-------- Material to process

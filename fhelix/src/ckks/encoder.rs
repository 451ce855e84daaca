use std::collections::HashMap;
use std::sync::Arc;

use fhelix_ring::Poly;
use num_complex::Complex64;

use crate::{Error, Result};

use super::ciphertext::Plaintext;
use super::parameters::CkksParameters;

/// Encodes complex vectors into the canonical-embedding slots of R_Q.
///
/// Slots follow the powers of the Galois generator, so evaluator rotations
/// shift them cyclically and conjugation conjugates them. Vectors shorter
/// than n/2 slots are packed with a coefficient gap and replicate over the
/// ring.
pub struct Encoder {
	params: Arc<CkksParameters>,
	/// exp(2 pi i k / 2n) for k in 0..2n.
	roots: Vec<Complex64>,
	/// 5^i mod 2n.
	rot_group: Vec<usize>,
}

impl Encoder {
	pub fn new(params: &Arc<CkksParameters>) -> Self {
		let m = 2 * params.n;
		let mut roots = Vec::with_capacity(m);
		for k in 0..m {
			let angle = 2.0 * std::f64::consts::PI * k as f64 / m as f64;
			roots.push(Complex64::new(angle.cos(), angle.sin()));
		}
		let mut rot_group = Vec::with_capacity(params.n / 2);
		let mut pos = 1usize;
		for _ in 0..params.n / 2 {
			rot_group.push(pos);
			pos = pos * fhelix_ring::GALOIS_GEN as usize % m;
		}
		Encoder {
			params: params.clone(),
			roots,
			rot_group,
		}
	}

	/// The canonical embedding, slots to coefficients.
	fn special_inv_fft(&self, values: &mut [Complex64]) {
		let n = values.len();
		let m = 2 * self.params.n;
		let mut len = n;
		while len >= 1 {
			let lenh = len >> 1;
			let lenq = len << 2;
			let gap = m / lenq;
			let mut i = 0;
			while i < n {
				for j in 0..lenh {
					let idx = (lenq - (self.rot_group[j] % lenq)) * gap;
					let u = values[i + j] + values[i + j + lenh];
					let v = (values[i + j] - values[i + j + lenh]) * self.roots[idx];
					values[i + j] = u;
					values[i + j + lenh] = v;
				}
				i += len;
			}
			len >>= 1;
		}
		bit_reverse_in_place(values);
		let inv = 1.0 / n as f64;
		for v in values.iter_mut() {
			*v *= inv;
		}
	}

	/// Coefficients to slots.
	fn special_fft(&self, values: &mut [Complex64]) {
		let n = values.len();
		let m = 2 * self.params.n;
		bit_reverse_in_place(values);
		let mut len = 2;
		while len <= n {
			let lenh = len >> 1;
			let lenq = len << 2;
			let gap = m / lenq;
			let mut i = 0;
			while i < n {
				for j in 0..lenh {
					let idx = (self.rot_group[j] % lenq) * gap;
					let u = values[i + j];
					let v = values[i + j + lenh] * self.roots[idx];
					values[i + j] = u + v;
					values[i + j + lenh] = u - v;
				}
				i += len;
			}
			len <<= 1;
		}
	}

	/// Encodes `values` (a power-of-two count of slots, at most n/2) at the
	/// given level and scale.
	pub fn encode(&self, values: &[Complex64], level: usize, scale: f64) -> Result<Plaintext> {
		let slots = values.len();
		let n = self.params.n;
		if slots == 0 || !slots.is_power_of_two() || slots > n / 2 {
			return Err(Error::InvalidParameters(format!(
				"slot count {slots} must be a power of two at most {}",
				n / 2
			)));
		}

		let mut v = values.to_vec();
		self.special_inv_fft(&mut v);

		let gap = (n / 2) / slots;
		let mut poly = Poly::new(level + 1, n);
		let moduli = self.params.ring_q.moduli();
		for (i, z) in v.iter().enumerate() {
			let re = (z.re * scale).round() as i128;
			let im = (z.im * scale).round() as i128;
			for (j, md) in moduli.iter().enumerate().take(level + 1) {
				poly.coeffs[j][i * gap] = reduce_i128(re, md.modulus());
				poly.coeffs[j][i * gap + n / 2] = reduce_i128(im, md.modulus());
			}
		}
		self.params.ring_q.ntt_inplace_lvl(level, &mut poly);

		Ok(Plaintext {
			params: self.params.clone(),
			poly,
			scale,
			level,
		})
	}

	/// Encodes a real vector.
	pub fn encode_f64(&self, values: &[f64], level: usize, scale: f64) -> Result<Plaintext> {
		let v: Vec<Complex64> = values.iter().map(|&x| Complex64::new(x, 0.0)).collect();
		self.encode(&v, level, scale)
	}

	/// Decodes the configured slot count from a plaintext.
	pub fn decode(&self, pt: &Plaintext) -> Vec<Complex64> {
		self.decode_slots(pt, self.params.log_slots())
	}

	/// Decodes `2^log_slots` slots from a plaintext.
	pub fn decode_slots(&self, pt: &Plaintext, log_slots: usize) -> Vec<Complex64> {
		let n = self.params.n;
		let slots = 1 << log_slots;
		let gap = (n / 2) / slots;
		let ring_q = &self.params.ring_q;

		let mut coeff = Poly::new(pt.level + 1, n);
		ring_q.inv_ntt_lvl(pt.level, &pt.poly, &mut coeff);
		let lifted = ring_q.reconstruct(pt.level, &coeff);
		let q = ring_q.modulus_big_at(pt.level);
		let q_half = &q >> 1u32;

		let centered = |idx: usize| -> f64 {
			let v = &lifted[idx];
			if v > &q_half {
				-(biguint_to_f64(&(&q - v)))
			} else {
				biguint_to_f64(v)
			}
		};

		let mut values = Vec::with_capacity(slots);
		for i in 0..slots {
			values.push(Complex64::new(
				centered(i * gap) / pt.scale,
				centered(i * gap + n / 2) / pt.scale,
			));
		}
		self.special_fft(&mut values);
		values
	}

	/// Encodes the nonzero diagonals of a slot matrix for the baby-step /
	/// giant-step product: each diagonal is pre-rotated by its giant step
	/// and stored in NTT and Montgomery form at the target level.
	pub fn encode_diag_matrix(
		&self, level: usize, diags: &HashMap<usize, Vec<Complex64>>, scale: f64,
		max_n1n2_ratio: f64, log_dim: usize,
	) -> Result<PtDiagMatrix> {
		let dim = 1usize << log_dim;
		let n1 = find_best_split(diags, dim, max_n1n2_ratio);

		let mut vec = HashMap::with_capacity(diags.len());
		for (&i, diag) in diags {
			if diag.len() != dim {
				return Err(Error::InvalidParameters(format!(
					"diagonal {i} has {} entries, expected {dim}",
					diag.len()
				)));
			}
			let giant = i - (i % n1);
			// rot_{-giant}: entry x holds diag[x - giant].
			let mut rotated = vec![Complex64::default(); dim];
			for x in 0..dim {
				rotated[x] = diag[(x + dim - giant % dim) % dim];
			}
			let mut pt = self.encode(&rotated, level, scale)?;
			self.params
				.ring_q
				.mform_inplace_lvl(level, &mut pt.poly);
			vec.insert(i, pt.poly);
		}

		Ok(PtDiagMatrix {
			n1,
			level,
			scale,
			log_dim,
			vec,
		})
	}
}

/// The nonzero diagonals of a plaintext slot matrix, encoded for the
/// baby-step giant-step homomorphic product.
#[derive(Debug, Clone)]
pub struct PtDiagMatrix {
	pub(crate) n1: usize,
	pub(crate) level: usize,
	pub(crate) scale: f64,
	pub(crate) log_dim: usize,
	/// Diagonal index -> pre-rotated plaintext in NTT + Montgomery form.
	pub(crate) vec: HashMap<usize, Poly>,
}

impl PtDiagMatrix {
	pub fn level(&self) -> usize {
		self.level
	}

	/// The rotations the product needs: baby steps and giant steps.
	pub fn rotations(&self) -> Vec<usize> {
		let mut rots = vec![];
		for &i in self.vec.keys() {
			let baby = i % self.n1;
			let giant = i - baby;
			if baby != 0 && !rots.contains(&baby) {
				rots.push(baby);
			}
			if giant != 0 && !rots.contains(&giant) {
				rots.push(giant);
			}
		}
		rots.sort_unstable();
		rots
	}
}

/// Picks the baby-step count minimizing the rotation total, subject to the
/// n1/n2 ratio cap.
fn find_best_split(diags: &HashMap<usize, Vec<Complex64>>, dim: usize, max_ratio: f64) -> usize {
	let mut best_n1 = 1;
	let mut best_cost = usize::MAX;
	let mut n1 = 1usize;
	while n1 <= dim {
		let n2 = dim / n1;
		if n1 as f64 / n2 as f64 <= max_ratio {
			let mut babies = vec![];
			let mut giants = vec![];
			for &i in diags.keys() {
				let b = i % n1;
				let g = i - b;
				if b != 0 && !babies.contains(&b) {
					babies.push(b);
				}
				if g != 0 && !giants.contains(&g) {
					giants.push(g);
				}
			}
			let cost = babies.len() + giants.len();
			if cost < best_cost {
				best_cost = cost;
				best_n1 = n1;
			}
		}
		n1 <<= 1;
	}
	best_n1
}

fn bit_reverse_in_place(values: &mut [Complex64]) {
	let n = values.len();
	if n <= 2 {
		return;
	}
	let shift = usize::BITS - n.trailing_zeros();
	for i in 0..n {
		let j = i.reverse_bits() >> shift;
		if i < j {
			values.swap(i, j);
		}
	}
}

fn reduce_i128(x: i128, q: u64) -> u64 {
	let q = q as i128;
	let r = x % q;
	if r < 0 {
		(r + q) as u64
	} else {
		r as u64
	}
}

fn biguint_to_f64(v: &num_bigint::BigUint) -> f64 {
	use num_traits::ToPrimitive;
	v.to_f64().unwrap_or(f64::MAX)
}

----------------

#### Work required
Reply with nothing except the number of lines in the records that include the word "embedding".

#### Task output
2